Collection entries:
-=-=-
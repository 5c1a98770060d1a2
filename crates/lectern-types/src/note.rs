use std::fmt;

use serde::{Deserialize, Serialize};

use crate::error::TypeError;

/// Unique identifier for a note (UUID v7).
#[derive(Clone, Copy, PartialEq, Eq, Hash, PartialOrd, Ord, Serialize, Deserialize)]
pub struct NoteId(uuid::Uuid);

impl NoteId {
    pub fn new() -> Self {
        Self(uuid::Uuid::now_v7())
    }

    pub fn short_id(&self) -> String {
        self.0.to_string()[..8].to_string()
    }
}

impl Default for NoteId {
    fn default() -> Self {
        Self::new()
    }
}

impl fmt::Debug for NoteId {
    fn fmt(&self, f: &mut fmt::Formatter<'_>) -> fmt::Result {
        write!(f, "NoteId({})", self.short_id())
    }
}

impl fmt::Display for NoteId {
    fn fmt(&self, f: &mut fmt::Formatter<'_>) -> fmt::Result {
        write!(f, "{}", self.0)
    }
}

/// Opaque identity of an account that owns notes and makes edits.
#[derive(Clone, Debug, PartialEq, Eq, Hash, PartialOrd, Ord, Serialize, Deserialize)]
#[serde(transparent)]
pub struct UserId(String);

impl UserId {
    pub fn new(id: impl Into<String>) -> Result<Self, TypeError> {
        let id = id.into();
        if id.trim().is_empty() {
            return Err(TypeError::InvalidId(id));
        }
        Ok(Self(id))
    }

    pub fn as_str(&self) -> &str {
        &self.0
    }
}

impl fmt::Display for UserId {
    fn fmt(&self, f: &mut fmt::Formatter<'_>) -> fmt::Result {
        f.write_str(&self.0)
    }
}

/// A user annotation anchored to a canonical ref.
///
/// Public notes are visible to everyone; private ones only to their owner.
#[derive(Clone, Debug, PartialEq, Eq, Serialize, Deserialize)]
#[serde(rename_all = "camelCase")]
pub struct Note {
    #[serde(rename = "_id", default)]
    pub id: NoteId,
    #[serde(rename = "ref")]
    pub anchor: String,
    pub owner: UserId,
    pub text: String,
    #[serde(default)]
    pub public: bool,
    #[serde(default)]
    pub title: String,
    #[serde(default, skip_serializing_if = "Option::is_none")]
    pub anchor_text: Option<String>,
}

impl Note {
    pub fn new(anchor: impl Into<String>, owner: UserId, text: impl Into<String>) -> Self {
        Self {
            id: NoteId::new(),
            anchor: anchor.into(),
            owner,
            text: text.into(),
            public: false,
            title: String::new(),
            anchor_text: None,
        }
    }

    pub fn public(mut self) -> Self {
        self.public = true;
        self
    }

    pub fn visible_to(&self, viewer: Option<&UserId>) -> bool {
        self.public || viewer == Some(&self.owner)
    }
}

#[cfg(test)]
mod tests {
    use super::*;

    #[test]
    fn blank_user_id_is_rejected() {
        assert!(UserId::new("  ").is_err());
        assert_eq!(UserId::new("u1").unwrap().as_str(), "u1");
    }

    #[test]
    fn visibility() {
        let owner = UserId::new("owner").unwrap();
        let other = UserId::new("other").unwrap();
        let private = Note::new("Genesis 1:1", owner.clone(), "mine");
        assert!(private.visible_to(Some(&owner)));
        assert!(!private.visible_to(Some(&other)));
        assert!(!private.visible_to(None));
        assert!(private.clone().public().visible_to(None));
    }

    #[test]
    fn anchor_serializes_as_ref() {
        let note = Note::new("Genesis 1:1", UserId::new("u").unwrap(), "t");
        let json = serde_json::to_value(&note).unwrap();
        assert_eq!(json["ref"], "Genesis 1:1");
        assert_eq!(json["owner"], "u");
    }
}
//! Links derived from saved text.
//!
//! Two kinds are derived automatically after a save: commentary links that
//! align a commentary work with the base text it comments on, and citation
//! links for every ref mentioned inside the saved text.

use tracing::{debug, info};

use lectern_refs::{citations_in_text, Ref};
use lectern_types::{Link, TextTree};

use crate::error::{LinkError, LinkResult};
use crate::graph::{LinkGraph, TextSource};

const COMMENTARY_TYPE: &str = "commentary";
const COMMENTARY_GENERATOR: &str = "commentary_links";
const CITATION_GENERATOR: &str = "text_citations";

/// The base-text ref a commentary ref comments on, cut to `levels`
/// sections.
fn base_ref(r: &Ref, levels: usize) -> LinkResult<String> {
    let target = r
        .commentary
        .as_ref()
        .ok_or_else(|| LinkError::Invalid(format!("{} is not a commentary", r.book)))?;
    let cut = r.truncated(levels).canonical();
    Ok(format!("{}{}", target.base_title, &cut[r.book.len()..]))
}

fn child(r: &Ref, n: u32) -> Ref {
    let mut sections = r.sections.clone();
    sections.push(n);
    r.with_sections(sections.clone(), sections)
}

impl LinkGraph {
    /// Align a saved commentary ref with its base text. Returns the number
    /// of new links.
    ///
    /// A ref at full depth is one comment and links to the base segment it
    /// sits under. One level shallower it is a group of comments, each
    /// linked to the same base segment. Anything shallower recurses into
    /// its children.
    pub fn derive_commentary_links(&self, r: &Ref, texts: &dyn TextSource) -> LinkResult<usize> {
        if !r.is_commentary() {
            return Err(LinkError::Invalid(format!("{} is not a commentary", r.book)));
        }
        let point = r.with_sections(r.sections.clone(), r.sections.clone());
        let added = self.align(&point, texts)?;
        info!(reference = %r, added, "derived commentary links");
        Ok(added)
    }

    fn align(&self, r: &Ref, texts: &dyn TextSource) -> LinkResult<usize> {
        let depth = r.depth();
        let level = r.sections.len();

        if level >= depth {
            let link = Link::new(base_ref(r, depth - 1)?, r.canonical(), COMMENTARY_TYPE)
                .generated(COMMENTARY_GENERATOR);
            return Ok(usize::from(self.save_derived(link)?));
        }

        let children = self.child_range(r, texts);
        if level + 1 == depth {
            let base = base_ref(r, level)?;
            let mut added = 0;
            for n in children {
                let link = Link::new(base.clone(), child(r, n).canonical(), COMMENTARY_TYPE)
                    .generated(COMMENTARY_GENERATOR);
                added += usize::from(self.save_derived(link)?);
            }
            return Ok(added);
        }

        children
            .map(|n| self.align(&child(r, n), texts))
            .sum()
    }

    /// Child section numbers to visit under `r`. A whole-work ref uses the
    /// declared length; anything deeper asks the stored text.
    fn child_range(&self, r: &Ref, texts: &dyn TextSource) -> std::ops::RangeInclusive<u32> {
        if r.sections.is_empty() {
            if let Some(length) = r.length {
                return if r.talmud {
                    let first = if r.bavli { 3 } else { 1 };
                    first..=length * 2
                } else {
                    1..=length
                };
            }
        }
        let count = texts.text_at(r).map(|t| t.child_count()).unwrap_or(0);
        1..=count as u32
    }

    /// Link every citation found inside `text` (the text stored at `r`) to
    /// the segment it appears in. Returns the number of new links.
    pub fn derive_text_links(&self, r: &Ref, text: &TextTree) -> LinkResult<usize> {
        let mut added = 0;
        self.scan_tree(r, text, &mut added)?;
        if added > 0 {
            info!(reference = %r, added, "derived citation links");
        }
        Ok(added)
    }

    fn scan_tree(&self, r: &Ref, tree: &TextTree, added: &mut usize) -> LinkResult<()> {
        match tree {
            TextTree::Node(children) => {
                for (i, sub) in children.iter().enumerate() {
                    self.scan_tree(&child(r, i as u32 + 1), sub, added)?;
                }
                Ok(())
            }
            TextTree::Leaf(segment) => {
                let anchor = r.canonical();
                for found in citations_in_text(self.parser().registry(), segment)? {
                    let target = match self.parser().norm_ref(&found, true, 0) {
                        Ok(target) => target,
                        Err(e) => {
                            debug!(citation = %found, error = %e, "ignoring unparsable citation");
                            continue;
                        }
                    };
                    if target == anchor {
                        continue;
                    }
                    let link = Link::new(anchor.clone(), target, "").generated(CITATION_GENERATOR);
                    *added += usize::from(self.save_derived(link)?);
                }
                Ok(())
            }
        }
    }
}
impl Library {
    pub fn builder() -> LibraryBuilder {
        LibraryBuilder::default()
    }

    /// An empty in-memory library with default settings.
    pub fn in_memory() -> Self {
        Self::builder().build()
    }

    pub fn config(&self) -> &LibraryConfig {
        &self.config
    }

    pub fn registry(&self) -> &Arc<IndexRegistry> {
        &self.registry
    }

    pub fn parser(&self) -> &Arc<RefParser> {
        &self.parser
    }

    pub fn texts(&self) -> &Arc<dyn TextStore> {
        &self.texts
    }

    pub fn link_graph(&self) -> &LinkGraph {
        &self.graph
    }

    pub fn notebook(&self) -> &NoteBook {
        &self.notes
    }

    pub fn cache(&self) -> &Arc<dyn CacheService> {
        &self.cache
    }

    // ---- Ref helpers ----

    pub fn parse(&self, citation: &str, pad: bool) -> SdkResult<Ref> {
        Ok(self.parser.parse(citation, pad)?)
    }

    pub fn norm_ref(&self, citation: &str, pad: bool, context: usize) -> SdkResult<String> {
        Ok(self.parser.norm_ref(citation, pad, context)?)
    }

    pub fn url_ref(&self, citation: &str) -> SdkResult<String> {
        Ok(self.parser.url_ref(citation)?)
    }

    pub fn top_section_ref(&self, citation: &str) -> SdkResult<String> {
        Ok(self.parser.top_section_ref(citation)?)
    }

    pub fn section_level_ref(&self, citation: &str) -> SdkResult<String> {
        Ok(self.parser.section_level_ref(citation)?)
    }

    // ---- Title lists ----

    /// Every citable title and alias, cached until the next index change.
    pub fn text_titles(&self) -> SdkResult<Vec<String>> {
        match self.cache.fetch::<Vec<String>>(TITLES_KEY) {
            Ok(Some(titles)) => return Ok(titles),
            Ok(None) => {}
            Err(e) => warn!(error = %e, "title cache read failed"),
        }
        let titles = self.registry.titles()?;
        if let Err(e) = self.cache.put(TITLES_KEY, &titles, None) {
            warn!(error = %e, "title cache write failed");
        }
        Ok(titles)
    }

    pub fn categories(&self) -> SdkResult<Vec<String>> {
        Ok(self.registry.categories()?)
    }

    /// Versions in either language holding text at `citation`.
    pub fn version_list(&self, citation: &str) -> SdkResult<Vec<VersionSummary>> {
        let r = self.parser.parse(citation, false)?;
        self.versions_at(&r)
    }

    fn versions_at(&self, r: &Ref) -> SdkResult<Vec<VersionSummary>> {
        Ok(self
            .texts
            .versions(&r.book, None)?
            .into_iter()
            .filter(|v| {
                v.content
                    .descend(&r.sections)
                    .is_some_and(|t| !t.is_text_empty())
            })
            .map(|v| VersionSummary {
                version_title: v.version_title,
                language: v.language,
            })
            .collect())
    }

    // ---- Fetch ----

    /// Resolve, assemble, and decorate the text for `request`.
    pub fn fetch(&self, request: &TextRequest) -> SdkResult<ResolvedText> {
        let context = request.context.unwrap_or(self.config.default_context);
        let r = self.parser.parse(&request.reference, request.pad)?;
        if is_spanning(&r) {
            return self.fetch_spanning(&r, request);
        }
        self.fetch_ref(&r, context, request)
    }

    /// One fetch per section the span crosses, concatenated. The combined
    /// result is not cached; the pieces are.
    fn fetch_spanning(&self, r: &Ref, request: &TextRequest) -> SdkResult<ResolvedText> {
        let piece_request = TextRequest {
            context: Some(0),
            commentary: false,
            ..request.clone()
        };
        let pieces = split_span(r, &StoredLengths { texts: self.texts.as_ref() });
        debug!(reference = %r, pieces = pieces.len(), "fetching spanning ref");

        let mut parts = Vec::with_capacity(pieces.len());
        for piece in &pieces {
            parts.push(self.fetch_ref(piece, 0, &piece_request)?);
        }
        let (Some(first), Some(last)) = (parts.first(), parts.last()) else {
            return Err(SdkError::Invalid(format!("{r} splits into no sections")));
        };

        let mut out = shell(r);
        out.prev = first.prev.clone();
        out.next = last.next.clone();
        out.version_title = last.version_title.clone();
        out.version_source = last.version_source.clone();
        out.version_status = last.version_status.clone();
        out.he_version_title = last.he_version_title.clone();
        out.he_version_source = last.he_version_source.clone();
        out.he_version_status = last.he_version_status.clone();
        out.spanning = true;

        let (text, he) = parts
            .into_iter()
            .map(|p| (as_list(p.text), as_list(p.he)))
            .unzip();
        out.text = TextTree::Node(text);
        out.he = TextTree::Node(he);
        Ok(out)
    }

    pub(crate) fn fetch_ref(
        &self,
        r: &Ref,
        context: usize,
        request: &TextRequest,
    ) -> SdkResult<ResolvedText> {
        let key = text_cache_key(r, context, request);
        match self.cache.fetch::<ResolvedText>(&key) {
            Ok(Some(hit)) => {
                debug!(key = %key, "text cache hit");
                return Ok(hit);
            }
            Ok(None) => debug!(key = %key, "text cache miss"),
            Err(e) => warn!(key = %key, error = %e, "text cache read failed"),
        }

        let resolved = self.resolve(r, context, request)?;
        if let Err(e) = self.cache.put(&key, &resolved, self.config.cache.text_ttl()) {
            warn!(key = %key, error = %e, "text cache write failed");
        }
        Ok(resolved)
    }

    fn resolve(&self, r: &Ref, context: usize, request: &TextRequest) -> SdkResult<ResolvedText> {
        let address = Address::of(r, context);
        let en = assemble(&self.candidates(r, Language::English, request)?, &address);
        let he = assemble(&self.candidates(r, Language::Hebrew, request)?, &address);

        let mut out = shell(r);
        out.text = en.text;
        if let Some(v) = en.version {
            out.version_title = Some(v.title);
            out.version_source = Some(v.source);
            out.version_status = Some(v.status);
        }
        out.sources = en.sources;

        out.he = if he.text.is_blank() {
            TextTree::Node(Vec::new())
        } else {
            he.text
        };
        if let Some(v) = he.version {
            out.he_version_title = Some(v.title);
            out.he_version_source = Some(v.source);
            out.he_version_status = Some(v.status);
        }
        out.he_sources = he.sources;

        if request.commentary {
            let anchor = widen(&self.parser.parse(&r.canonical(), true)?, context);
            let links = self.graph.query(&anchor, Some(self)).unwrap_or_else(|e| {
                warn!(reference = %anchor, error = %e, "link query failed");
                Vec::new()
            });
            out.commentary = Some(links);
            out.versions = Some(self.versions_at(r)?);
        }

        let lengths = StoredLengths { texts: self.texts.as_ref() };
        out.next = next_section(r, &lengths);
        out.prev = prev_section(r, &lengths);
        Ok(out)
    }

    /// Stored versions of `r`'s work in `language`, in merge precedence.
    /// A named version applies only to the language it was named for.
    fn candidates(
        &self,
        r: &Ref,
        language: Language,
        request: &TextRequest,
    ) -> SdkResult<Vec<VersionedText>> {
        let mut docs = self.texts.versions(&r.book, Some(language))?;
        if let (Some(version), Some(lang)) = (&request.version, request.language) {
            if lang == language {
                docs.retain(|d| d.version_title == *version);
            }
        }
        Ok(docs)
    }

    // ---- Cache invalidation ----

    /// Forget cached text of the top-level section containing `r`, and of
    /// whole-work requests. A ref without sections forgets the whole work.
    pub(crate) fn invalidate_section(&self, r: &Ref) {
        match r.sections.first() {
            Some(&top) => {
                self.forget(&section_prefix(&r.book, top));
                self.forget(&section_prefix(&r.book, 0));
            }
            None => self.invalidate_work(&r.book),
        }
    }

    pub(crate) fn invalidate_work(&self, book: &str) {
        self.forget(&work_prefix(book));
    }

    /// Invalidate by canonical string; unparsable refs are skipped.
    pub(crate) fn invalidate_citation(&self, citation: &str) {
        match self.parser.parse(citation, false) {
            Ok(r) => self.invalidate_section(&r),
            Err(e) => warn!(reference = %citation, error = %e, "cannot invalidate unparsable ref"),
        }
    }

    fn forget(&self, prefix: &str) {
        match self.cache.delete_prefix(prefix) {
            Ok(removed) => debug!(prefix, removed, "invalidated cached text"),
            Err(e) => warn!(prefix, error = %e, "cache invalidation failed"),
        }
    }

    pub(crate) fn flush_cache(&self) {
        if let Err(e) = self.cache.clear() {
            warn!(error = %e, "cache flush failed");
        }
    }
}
-=-=-
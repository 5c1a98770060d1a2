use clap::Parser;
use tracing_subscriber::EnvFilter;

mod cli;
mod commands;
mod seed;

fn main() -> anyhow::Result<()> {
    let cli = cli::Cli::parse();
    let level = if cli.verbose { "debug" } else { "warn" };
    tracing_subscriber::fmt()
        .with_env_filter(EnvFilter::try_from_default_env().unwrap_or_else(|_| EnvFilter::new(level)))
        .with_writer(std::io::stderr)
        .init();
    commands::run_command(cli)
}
-=-=-
Problem to work on - Copy each line of the entries in which the string "generated" is found.

Answer to this problem -
                .generated(COMMENTARY_GENERATOR);
                    .generated(COMMENTARY_GENERATOR);
                    let link = Link::new(anchor.clone(), target, "").generated(CITATION_GENERATOR);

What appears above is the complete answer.